### Try it
Would you give the data below back exactly as it reads?

** Material for the task follows **

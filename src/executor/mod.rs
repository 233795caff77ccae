//! Test execution
//!
//! The [`Scheduler`] dispatches units sequentially or in bounded parallel
//! groups and feeds every result into a shared [`ResultCollector`].

mod collector;
mod scheduler;

pub use collector::ResultCollector;
pub use scheduler::{CancelHandle, ExecutionMode, ProgressEvent, Scheduler};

** End of Material for the task **

### Expected answer
filename src/executor/mod.rs
repository 233795caff77ccae
//! Test execution
//!
//! The [`Scheduler`] dispatches units sequentially or in bounded parallel
//! groups and feeds every result into a shared [`ResultCollector`].

mod collector;
mod scheduler;

pub use collector::ResultCollector;
pub use scheduler::{CancelHandle, ExecutionMode, ProgressEvent, Scheduler};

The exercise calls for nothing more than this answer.